Welcome to the third edition of my Introductory Statistics textbook.

As the title suggests, I have written this resource for use in an elementary statistics course and have assumed that the reader has no prior experience with statistics. Although this sounds like a common-sense approach, in many such books the author writes as though students ought to be familiar with the language and mathematical concepts involved. However the majority of students, not yet knowing this language and lacking a common point of view with the author, just don’t “get it”. My goal when writing this text was to actually understand my students and talk to them as they try to master the content.

This focus on the student has been my guiding influence in the instructional design of this textbook - both through the path the content takes and through the integrated feature set that supports students. Every chapter contains a complete set of learning tools and I would hope that in their entirety, students find them informative, supportive and fun. I certainly enjoyed writing and performing them. I have written each component of each chapter (for example, the videos, online questions, pop quizzes) to motivate students to delve into the content and engage at a deeper level than other texts lead them to.

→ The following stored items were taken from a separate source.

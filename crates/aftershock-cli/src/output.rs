//! Shared output layer for pretty/text/JSON parity across `ash` commands.
//!
//! # Output mode resolution
//!
//! Precedence (highest wins):
//! 1. `--format` / `--json` flag
//! 2. `AFTERSHOCK_FORMAT` env var → `"pretty"` | `"text"` | `"json"`
//! 3. Default: [`OutputMode::Pretty`] if stdout is a TTY; [`OutputMode::Text`] if piped.

use aftershock_core::ClusterError;
use clap::ValueEnum;
use serde::Serialize;
use std::io::{self, IsTerminal, Write};

/// Shared width for human pretty separators.
pub const PRETTY_RULE_WIDTH: usize = 72;

/// Write a horizontal separator used by pretty human output.
pub fn pretty_rule(w: &mut dyn Write) -> io::Result<()> {
    writeln!(w, "{:-<width$}", "", width = PRETTY_RULE_WIDTH)
}

/// Write a section heading followed by a separator.
pub fn pretty_section(w: &mut dyn Write, heading: &str) -> io::Result<()> {
    writeln!(w, "{heading}")?;
    pretty_rule(w)
}

/// Render a left-aligned key/value line in human output.
pub fn pretty_kv(w: &mut dyn Write, key: &str, value: impl AsRef<str>) -> io::Result<()> {
    writeln!(w, "{:<16} {}", format!("{key}:"), value.as_ref())
}

/// The three output modes supported by the CLI.
#[derive(Debug, Clone, Copy, PartialEq, Eq, ValueEnum)]
pub enum OutputMode {
    /// Human-optimized output (sections, aligned key/value lines).
    Pretty,
    /// Tab-separated rows for scripts and pipes.
    Text,
    /// Machine-readable JSON.
    Json,
}

impl OutputMode {
    /// Returns `true` if JSON output was requested.
    pub const fn is_json(self) -> bool {
        matches!(self, Self::Json)
    }
}

/// Core resolution logic, separated from I/O for testability.
fn resolve_output_mode_inner(
    format_flag: Option<OutputMode>,
    json_flag: bool,
    format_env: Option<&str>,
    is_tty: bool,
) -> OutputMode {
    if let Some(mode) = format_flag {
        return mode;
    }

    if json_flag {
        return OutputMode::Json;
    }

    if let Some(val) = format_env {
        match val.to_lowercase().as_str() {
            "json" => return OutputMode::Json,
            "text" => return OutputMode::Text,
            "pretty" => return OutputMode::Pretty,
            _ => {} // unknown value, fall through to TTY detection
        }
    }

    if is_tty {
        OutputMode::Pretty
    } else {
        OutputMode::Text
    }
}

/// Resolve the output mode from CLI flags, environment, and TTY defaults.
pub fn resolve_output_mode(format_flag: Option<OutputMode>, json_flag: bool) -> OutputMode {
    let env_val = std::env::var("AFTERSHOCK_FORMAT").ok();
    let is_tty = io::stdout().is_terminal();
    resolve_output_mode_inner(format_flag, json_flag, env_val.as_deref(), is_tty)
}

/// Render a serializable value with explicit pretty/text renderers.
pub fn render_mode<T: Serialize>(
    mode: OutputMode,
    value: &T,
    text_fn: impl FnOnce(&T, &mut dyn Write) -> io::Result<()>,
    pretty_fn: impl FnOnce(&T, &mut dyn Write) -> io::Result<()>,
) -> anyhow::Result<()> {
    let stdout = io::stdout();
    let mut out = stdout.lock();
    render_to(&mut out, mode, value, text_fn, pretty_fn)
}

fn render_to<T: Serialize>(
    out: &mut dyn Write,
    mode: OutputMode,
    value: &T,
    text_fn: impl FnOnce(&T, &mut dyn Write) -> io::Result<()>,
    pretty_fn: impl FnOnce(&T, &mut dyn Write) -> io::Result<()>,
) -> anyhow::Result<()> {
    match mode {
        OutputMode::Json => {
            serde_json::to_writer_pretty(&mut *out, value)?;
            writeln!(out)?;
        }
        OutputMode::Text => text_fn(value, out)?,
        OutputMode::Pretty => pretty_fn(value, out)?,
    }
    Ok(())
}

/// A structured error with optional suggestion and error code.
#[derive(Debug, Serialize)]
pub struct CliError {
    /// Human-readable error message.
    pub message: String,
    /// Optional suggestion for how to fix the error.
    #[serde(skip_serializing_if = "Option::is_none")]
    pub suggestion: Option<String>,
    /// Machine-readable error code (e.g. "E2001").
    #[serde(skip_serializing_if = "Option::is_none")]
    pub error_code: Option<String>,
}

impl CliError {
    /// Create an error with a suggestion and error code.
    pub fn with_details(
        message: impl Into<String>,
        suggestion: impl Into<String>,
        error_code: impl Into<String>,
    ) -> Self {
        Self {
            message: message.into(),
            suggestion: Some(suggestion.into()),
            error_code: Some(error_code.into()),
        }
    }
}

impl From<&ClusterError> for CliError {
    fn from(err: &ClusterError) -> Self {
        Self {
            message: err.to_string(),
            suggestion: err.hint().map(str::to_string),
            error_code: Some(err.code().code().to_string()),
        }
    }
}

/// Render an error to stderr in the requested format.
pub fn render_error(mode: OutputMode, error: &CliError) -> anyhow::Result<()> {
    let stderr = io::stderr();
    let mut out = stderr.lock();
    render_error_to(&mut out, mode, error)
}

fn render_error_to(out: &mut dyn Write, mode: OutputMode, error: &CliError) -> anyhow::Result<()> {
    match mode {
        OutputMode::Json => {
            let wrapper = serde_json::json!({
                "error": error,
            });
            serde_json::to_writer_pretty(&mut *out, &wrapper)?;
            writeln!(out)?;
        }
        OutputMode::Pretty | OutputMode::Text => {
            writeln!(out, "error: {}", error.message)?;
            if let Some(ref suggestion) = error.suggestion {
                writeln!(out, "  suggestion: {suggestion}")?;
            }
        }
    }
    Ok(())
}

#[cfg(test)]
mod tests {
    use super::*;

    // ── resolve_output_mode_inner ───────────────────────────────────────────

    #[test]
    fn resolve_format_flag_wins_over_json_and_env() {
        let mode = resolve_output_mode_inner(Some(OutputMode::Text), true, Some("pretty"), true);
        assert_eq!(mode, OutputMode::Text);
    }

    #[test]
    fn resolve_json_flag_wins_over_env() {
        let mode = resolve_output_mode_inner(None, true, Some("text"), true);
        assert_eq!(mode, OutputMode::Json);
    }

    #[test]
    fn resolve_format_env_case_insensitive() {
        let mode = resolve_output_mode_inner(None, false, Some("JSON"), true);
        assert_eq!(mode, OutputMode::Json);
    }

    #[test]
    fn resolve_format_env_unknown_falls_through_to_tty() {
        assert_eq!(
            resolve_output_mode_inner(None, false, Some("yaml"), true),
            OutputMode::Pretty
        );
        assert_eq!(
            resolve_output_mode_inner(None, false, Some("yaml"), false),
            OutputMode::Text
        );
    }

    // ── rendering ───────────────────────────────────────────────────────────

    #[derive(Serialize)]
    struct Sample {
        clusters: usize,
    }

    fn rendered(mode: OutputMode) -> String {
        let mut buf = Vec::new();
        render_to(
            &mut buf,
            mode,
            &Sample { clusters: 3 },
            |v, w| writeln!(w, "clusters\t{}", v.clusters),
            |v, w| pretty_kv(w, "Clusters", v.clusters.to_string()),
        )
        .expect("render");
        String::from_utf8(buf).expect("utf8")
    }

    #[test]
    fn render_dispatches_on_mode() {
        let json: serde_json::Value =
            serde_json::from_str(&rendered(OutputMode::Json)).expect("json");
        assert_eq!(json["clusters"], 3);
        assert_eq!(rendered(OutputMode::Text), "clusters\t3\n");
        assert!(rendered(OutputMode::Pretty).starts_with("Clusters:"));
    }

    #[test]
    fn cluster_error_carries_code_and_hint() {
        let err = CliError::from(&ClusterError::InvalidThreshold(-1.0));
        assert_eq!(err.error_code.as_deref(), Some("E2001"));
        assert!(err.suggestion.is_some());

        let mut buf = Vec::new();
        render_error_to(&mut buf, OutputMode::Json, &err).expect("render");
        let json: serde_json::Value = serde_json::from_slice(&buf).expect("json");
        assert_eq!(json["error"]["error_code"], "E2001");
    }

    #[test]
    fn human_error_lists_suggestion() {
        let err = CliError::with_details("catalog missing", "check the path", "E5001");
        let mut buf = Vec::new();
        render_error_to(&mut buf, OutputMode::Text, &err).expect("render");
        let text = String::from_utf8(buf).expect("utf8");
        assert!(text.starts_with("error: catalog missing"));
        assert!(text.contains("suggestion: check the path"));
    }
}
//! The structured result handed back to callers.

use std::collections::HashMap;

use serde::Serialize;

use crate::catalog::{EventId, Exclusion};
use crate::cluster::{RankedCluster, Role};
use crate::graph::ClusterStats;
use crate::metric::DistanceKind;

/// Ranked clusters plus everything a caller needs to interpret them.
#[derive(Debug, Clone, PartialEq, Serialize)]
pub struct ClusterReport {
    pub threshold: f64,
    pub distance: DistanceKind,
    /// Clusters, largest first.
    pub clusters: Vec<RankedCluster>,
    /// Records that were kept out of the computation.
    pub excluded: Vec<Exclusion>,
    pub stats: ClusterStats,
    /// BLAKE3 hash of the candidate edge set.
    pub edge_hash: String,
}

impl ClusterReport {
    /// Number of clusters in the report.
    #[must_use]
    pub fn len(&self) -> usize {
        self.clusters.len()
    }

    #[must_use]
    pub fn is_empty(&self) -> bool {
        self.clusters.is_empty()
    }

    /// Cluster containing `id`, if any.
    #[must_use]
    pub fn cluster_of(&self, id: EventId) -> Option<&RankedCluster> {
        self.clusters.iter().find(|c| c.cluster.contains(id))
    }

    /// Map every clustered event to its cluster rank and role.
    #[must_use]
    pub fn assignments(&self) -> HashMap<EventId, (usize, Role)> {
        let mut out = HashMap::new();
        for ranked in &self.clusters {
            let c = &ranked.cluster;
            out.insert(c.mainshock, (ranked.rank, Role::Mainshock));
            for &id in &c.foreshocks {
                out.insert(id, (ranked.rank, Role::Foreshock));
            }
            for &id in &c.aftershocks {
                out.insert(id, (ranked.rank, Role::Aftershock));
            }
        }
        out
    }

    /// BLAKE3 hash of the ranked partition and role assignment.
    ///
    /// Two runs over the same catalog and threshold produce the same
    /// fingerprint; any change in membership, roles, or ranking changes it.
    #[must_use]
    pub fn fingerprint(&self) -> String {
        let mut hasher = blake3::Hasher::new();
        for ranked in &self.clusters {
            let c = &ranked.cluster;
            hasher.update(&(ranked.rank as u64).to_le_bytes());
            hasher.update(&c.mainshock.to_le_bytes());
            for (tag, ids) in [(b'f', &c.foreshocks), (b'a', &c.aftershocks), (b'm', &c.members)] {
                hasher.update(&[tag]);
                for id in ids {
                    hasher.update(&id.to_le_bytes());
                }
            }
            hasher.update(b"\x00");
        }
        format!("blake3:{}", hasher.finalize())
    }
}
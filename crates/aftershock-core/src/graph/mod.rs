//! Causal graph assembly, thresholding, and cluster extraction.
//!
//! # Overview
//!
//! This module turns the parent edges found by [`crate::edges`] into a
//! petgraph directed graph, prunes it against the caller's threshold, and
//! splits the result into connected components.
//!
//! ## Pipeline
//!
//! ```text
//! EdgeSet
//!        ↓  build::CausalGraph::from_edges()
//! CausalGraph (DiGraph<EventId, f64>, node index = catalog position)
//!        ↓  threshold::Thresholder::prune()
//! PrunedGraph (edges with weight ≤ τ, same node indices)
//!        ↓  components::extract_components()
//! Vec<Component> (discovery order)
//!        ↓  stats::ClusterStats::collect()
//! ClusterStats
//! ```
//!
//! ## Typical Usage
//!
//! ```rust,ignore
//! let set = EdgeBuilder::new(&catalog, DistanceKind::Planar).build(&NeverCancel)?;
//! let graph = CausalGraph::from_edges(&catalog, &set);
//! let pruned = Thresholder::new(1e-5)?.prune(&graph);
//! let components = extract_components(&pruned);
//! ```

pub mod build;
pub mod components;
pub mod stats;
pub mod threshold;

// Re-export primary types at module level for convenience.
pub use build::CausalGraph;
pub use components::{Component, UnionFind, extract_components};
pub use stats::{ClusterStats, WeightSummary};
pub use threshold::{PrunedGraph, Thresholder};
//! Cooperative cancellation for long clustering runs.
//!
//! The caller injects a [`CancellationCheck`]; the edge builder polls it
//! periodically from its worker threads and the pipeline polls it between
//! stages. A cancelled run reports where it stopped via [`Interrupted`]
//! and never hands out a partial graph.

use std::fmt;
use std::sync::Arc;
use std::sync::atomic::{AtomicBool, Ordering};

use serde::Serialize;

/// Polled to decide whether a run should stop early.
///
/// Implementations must be cheap and thread-safe: the check is called from
/// rayon worker threads.
pub trait CancellationCheck: Sync {
    fn is_cancelled(&self) -> bool;
}

impl<F> CancellationCheck for F
where
    F: Fn() -> bool + Sync,
{
    fn is_cancelled(&self) -> bool {
        self()
    }
}

/// A check that never fires.
#[derive(Debug, Clone, Copy, Default)]
pub struct NeverCancel;

impl CancellationCheck for NeverCancel {
    fn is_cancelled(&self) -> bool {
        false
    }
}

/// Shareable cancellation token backed by an atomic flag.
///
/// Clone it into a request handler and call [`CancelFlag::cancel`] from
/// any thread.
#[derive(Debug, Clone, Default)]
pub struct CancelFlag(Arc<AtomicBool>);

impl CancelFlag {
    #[must_use]
    pub fn new() -> Self {
        Self::default()
    }

    pub fn cancel(&self) {
        self.0.store(true, Ordering::Relaxed);
    }
}

impl CancellationCheck for CancelFlag {
    fn is_cancelled(&self) -> bool {
        self.0.load(Ordering::Relaxed)
    }
}

/// Pipeline stages, in execution order.
#[derive(Debug, Clone, Copy, PartialEq, Eq, Hash, PartialOrd, Ord, Serialize)]
#[serde(rename_all = "snake_case")]
pub enum Stage {
    Edges,
    Graph,
    Threshold,
    Components,
    Roles,
    Rank,
}

impl Stage {
    #[must_use]
    pub const fn as_str(self) -> &'static str {
        match self {
            Self::Edges => "edges",
            Self::Graph => "graph",
            Self::Threshold => "threshold",
            Self::Components => "components",
            Self::Roles => "roles",
            Self::Rank => "rank",
        }
    }
}

impl fmt::Display for Stage {
    fn fmt(&self, f: &mut fmt::Formatter<'_>) -> fmt::Result {
        f.write_str(self.as_str())
    }
}

/// Where a cancelled run stopped.
#[derive(Debug, Clone, Copy, PartialEq, Eq, Serialize)]
pub struct Interrupted {
    /// Stage that observed the cancellation.
    pub stage: Stage,
    /// Units of work finished in that stage (events for [`Stage::Edges`]).
    pub processed: usize,
    /// Units of work the stage had in total.
    pub total: usize,
}

impl fmt::Display for Interrupted {
    fn fmt(&self, f: &mut fmt::Formatter<'_>) -> fmt::Result {
        write!(
            f,
            "cancelled during {} after {}/{}",
            self.stage, self.processed, self.total
        )
    }
}

#[cfg(test)]
mod tests {
    use super::*;

    #[test]
    fn closures_are_checks() {
        let check = || true;
        assert!(check.is_cancelled());
        assert!(!NeverCancel.is_cancelled());
    }

    #[test]
    fn flag_is_shared_between_clones() {
        let flag = CancelFlag::new();
        let handle = flag.clone();
        assert!(!flag.is_cancelled());
        handle.cancel();
        assert!(flag.is_cancelled());
    }

    #[test]
    fn stages_are_ordered() {
        assert!(Stage::Edges < Stage::Graph);
        assert!(Stage::Roles < Stage::Rank);
        assert_eq!(Stage::Components.to_string(), "components");
    }
}
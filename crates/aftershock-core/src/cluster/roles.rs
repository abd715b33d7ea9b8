//! Mainshock / foreshock / aftershock classification.
//!
//! The mainshock is the member with the largest magnitude. Equal
//! magnitudes are resolved by the earlier timestamp, then the lower id, so
//! the choice never depends on iteration order. Every other member is a
//! foreshock if it precedes the mainshock in time and an aftershock
//! otherwise (members sharing the mainshock's timestamp count as
//! aftershocks).

use std::cmp::Ordering;

use tracing::{instrument, trace};

use crate::catalog::{Catalog, Event};
use crate::cluster::{Cluster, ClusterEdge, DuplicatePair};
use crate::graph::components::Component;

/// Pick the mainshock among `events`. Returns `None` for an empty input.
pub fn select_mainshock<'a>(events: impl IntoIterator<Item = &'a Event>) -> Option<&'a Event> {
    events.into_iter().max_by(|a, b| mainshock_order(a, b))
}

/// Total order in which the mainshock is the maximum.
fn mainshock_order(a: &Event, b: &Event) -> Ordering {
    a.magnitude
        .total_cmp(&b.magnitude)
        .then_with(|| b.timestamp.total_cmp(&a.timestamp))
        .then_with(|| b.id.cmp(&a.id))
}

fn time_order(a: &Event, b: &Event) -> Ordering {
    a.timestamp.total_cmp(&b.timestamp).then_with(|| a.id.cmp(&b.id))
}

/// Classify one component. Returns `None` for an empty component or one
/// referring to positions outside `catalog`.
#[must_use]
pub fn classify(catalog: &Catalog, component: &Component) -> Option<Cluster> {
    let members: Vec<&Event> = component
        .members
        .iter()
        .map(|&p| catalog.get(p))
        .collect::<Option<_>>()?;

    let mainshock = *select_mainshock(members.iter().copied())?;

    let mut foreshocks: Vec<&Event> = Vec::new();
    let mut aftershocks: Vec<&Event> = Vec::new();
    for &event in &members {
        if event.id == mainshock.id {
            continue;
        }
        if event.timestamp < mainshock.timestamp {
            foreshocks.push(event);
        } else {
            aftershocks.push(event);
        }
    }
    foreshocks.sort_by(|a, b| time_order(a, b));
    aftershocks.sort_by(|a, b| time_order(a, b));

    let edges = component
        .edges
        .iter()
        .filter_map(|e| {
            Some(ClusterEdge {
                child: catalog.get(e.child)?.id,
                parent: catalog.get(e.parent)?.id,
                weight: e.weight,
            })
        })
        .collect();

    let duplicates = component
        .duplicates
        .iter()
        .filter_map(|d| {
            Some(DuplicatePair {
                duplicate: catalog.get(d.duplicate)?.id,
                original: catalog.get(d.original)?.id,
            })
        })
        .collect();

    trace!(
        mainshock = mainshock.id,
        foreshocks = foreshocks.len(),
        aftershocks = aftershocks.len(),
        "cluster classified"
    );

    Some(Cluster {
        mainshock: mainshock.id,
        foreshocks: foreshocks.iter().map(|e| e.id).collect(),
        aftershocks: aftershocks.iter().map(|e| e.id).collect(),
        members: members.iter().map(|e| e.id).collect(),
        edges,
        duplicates,
    })
}

/// Classify every component, preserving their order.
#[must_use]
#[instrument(skip(catalog, components), fields(components = components.len()))]
pub fn classify_all(catalog: &Catalog, components: &[Component]) -> Vec<Cluster> {
    components
        .iter()
        .filter_map(|component| classify(catalog, component))
        .collect()
}
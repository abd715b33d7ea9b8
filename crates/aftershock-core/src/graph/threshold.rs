//! Threshold pruning of the causal graph.
//!
//! A single convention applies everywhere: an edge is **kept iff
//! `weight ≤ τ`**. Raising τ therefore only ever adds edges, so the
//! partition at a smaller τ always refines the partition at a larger one.
//!
//! Duplicate links have weight zero and are kept for every valid τ.

use petgraph::graph::DiGraph;
use tracing::{debug, instrument};

use crate::catalog::EventId;
use crate::edges::{DuplicateLink, Edge};
use crate::error::ClusterError;
use crate::graph::build::{CausalGraph, position_edges};

/// Validated cutoff τ.
#[derive(Debug, Clone, Copy, PartialEq)]
pub struct Thresholder {
    threshold: f64,
}

impl Thresholder {
    /// # Errors
    ///
    /// Returns [`ClusterError::InvalidThreshold`] if `threshold` is NaN,
    /// infinite, or negative.
    pub fn new(threshold: f64) -> Result<Self, ClusterError> {
        if threshold.is_finite() && threshold >= 0.0 {
            Ok(Self { threshold })
        } else {
            Err(ClusterError::InvalidThreshold(threshold))
        }
    }

    #[must_use]
    pub const fn threshold(&self) -> f64 {
        self.threshold
    }

    /// Return `true` if an edge of this weight survives pruning.
    #[must_use]
    pub fn keeps(&self, weight: f64) -> bool {
        weight <= self.threshold
    }

    /// Drop every edge whose weight exceeds τ.
    ///
    /// All nodes are kept, so node indices in the pruned graph still equal
    /// catalog positions.
    #[must_use]
    #[instrument(skip(self, graph), fields(threshold = self.threshold, edges = graph.edge_count()))]
    pub fn prune(&self, graph: &CausalGraph) -> PrunedGraph {
        let pruned_graph = graph
            .graph
            .filter_map(|_, id| Some(*id), |_, w| self.keeps(*w).then_some(*w));

        let pruned_edges = graph.edge_count() - pruned_graph.edge_count();
        debug!(
            kept = pruned_graph.edge_count(),
            pruned = pruned_edges,
            "threshold applied"
        );

        PrunedGraph {
            graph: pruned_graph,
            duplicates: graph.duplicates.clone(),
            threshold: self.threshold,
            pruned_edges,
        }
    }
}

/// The causal graph after thresholding.
#[derive(Debug, Clone)]
pub struct PrunedGraph {
    /// Same nodes as the source graph; only edges with weight ≤ τ.
    pub graph: DiGraph<EventId, f64>,
    /// Duplicate links, all retained.
    pub duplicates: Vec<DuplicateLink>,
    pub threshold: f64,
    /// Number of edges removed.
    pub pruned_edges: usize,
}

impl PrunedGraph {
    #[must_use]
    pub fn node_count(&self) -> usize {
        self.graph.node_count()
    }

    /// Number of retained parent edges.
    #[must_use]
    pub fn edge_count(&self) -> usize {
        self.graph.edge_count()
    }

    /// Retained edges as catalog positions, in child order.
    pub fn edges(&self) -> impl Iterator<Item = Edge> + '_ {
        position_edges(&self.graph)
    }
}
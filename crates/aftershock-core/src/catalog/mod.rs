//! Immutable catalog snapshots.
//!
//! A [`Catalog`] is the only input to the clustering pipeline. It is built
//! once from caller-supplied records, validated at construction time, and
//! never mutated afterwards. Every pipeline stage refers to events by their
//! *position* in [`Catalog::events`]; ids only reappear in the final report.

pub mod event;
pub mod validate;

use tracing::{instrument, warn};

pub use event::{Event, EventId, RawEvent};
pub use validate::{Exclusion, ExclusionReason, validate_event};

/// A validated, ordered collection of events.
#[derive(Debug, Clone, Default)]
pub struct Catalog {
    events: Vec<Event>,
    excluded: Vec<Exclusion>,
}

impl Catalog {
    /// Build a catalog from raw records, excluding malformed ones.
    ///
    /// Exclusions never abort the load; they are listed in
    /// [`Catalog::excluded`] with the position of the offending record.
    #[instrument(skip(raw))]
    pub fn from_raw(raw: impl IntoIterator<Item = RawEvent>) -> Self {
        let (events, excluded) = validate::partition_raw(raw);

        for exclusion in &excluded {
            warn!(
                position = exclusion.position,
                id = ?exclusion.id,
                reason = %exclusion.reason,
                "excluding event from catalog"
            );
        }

        Self { events, excluded }
    }

    /// Build a catalog from already-typed events.
    ///
    /// The events still go through validation: non-finite values and
    /// out-of-range coordinates are excluded just like raw records.
    pub fn from_events(events: impl IntoIterator<Item = Event>) -> Self {
        Self::from_raw(events.into_iter().map(RawEvent::from))
    }

    /// Validated events in catalog order.
    #[must_use]
    pub fn events(&self) -> &[Event] {
        &self.events
    }

    /// Records rejected at the boundary.
    #[must_use]
    pub fn excluded(&self) -> &[Exclusion] {
        &self.excluded
    }

    /// Number of validated events.
    #[must_use]
    pub fn len(&self) -> usize {
        self.events.len()
    }

    /// Return `true` if no event survived validation.
    #[must_use]
    pub fn is_empty(&self) -> bool {
        self.events.is_empty()
    }

    /// Event at a catalog position.
    #[must_use]
    pub fn get(&self, position: usize) -> Option<&Event> {
        self.events.get(position)
    }

    /// Return a new catalog restricted to `start ≤ timestamp ≤ end`.
    ///
    /// Catalog order is preserved. Exclusions of the parent catalog carry
    /// over unchanged since they describe the original input.
    #[must_use]
    pub fn window(&self, start: f64, end: f64) -> Self {
        let events = self
            .events
            .iter()
            .filter(|e| e.timestamp >= start && e.timestamp <= end)
            .copied()
            .collect();

        Self {
            events,
            excluded: self.excluded.clone(),
        }
    }

    /// Earliest and latest timestamps, or `None` for an empty catalog.
    #[must_use]
    pub fn time_span(&self) -> Option<(f64, f64)> {
        self.events.iter().fold(None, |acc, e| match acc {
            None => Some((e.timestamp, e.timestamp)),
            Some((lo, hi)) => Some((lo.min(e.timestamp), hi.max(e.timestamp))),
        })
    }
}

Certainly this textbook offers the same structure as many of the introductory statistics textbooks on the market (because that common structure makes so much sense). Indeed, the fact is that elementary statistics is a fairly linear course, just as the process of statistics itself is fairly linear. So when writers have gone to produce a text, many have integrated this sensible approach into the structure of their book. But most fail to integrate it into their words or their instructional intent. As a result, many (failing) students can go from calculating a sample mean to estimating a population mean without having the faintest idea about the massive chasm they have traversed in between.

Like many statistics texts, I begin by introducing the student to descriptive statistics. I show them how to collect data, and how to present, measure, summarize and generally describe this data.

I then go on to probability. Most textbooks take this approach because you need to know probability before you can talk about probability distributions, and you need to know about probability distributions before you talk about sampling distributions, and you need to know about sampling distributions before you can talk about inference. Personally, I feel that this outright mathematical approach misses the key underlying concept: that the great leap between descriptive statistics and inferential statistics is through the gulf of uncertainty. Because of this, I have written my text in a way that ensures students will leave with a conceptual understanding of this leap and what it entails.

Where they land, of course, is inference. My aim was to get the student excited about inference well before they arrive there. Indeed, being able to make bold claims about an entire continent, having observed only a tiny fraction of that continent, is a wonderful power to have. Of course, so is the humility of understanding the uncertainty with which you make those bold claims. The student is made well aware of both the power and uncertainty of such claims as I guide them towards an understanding of this awesome skill and how to wield it.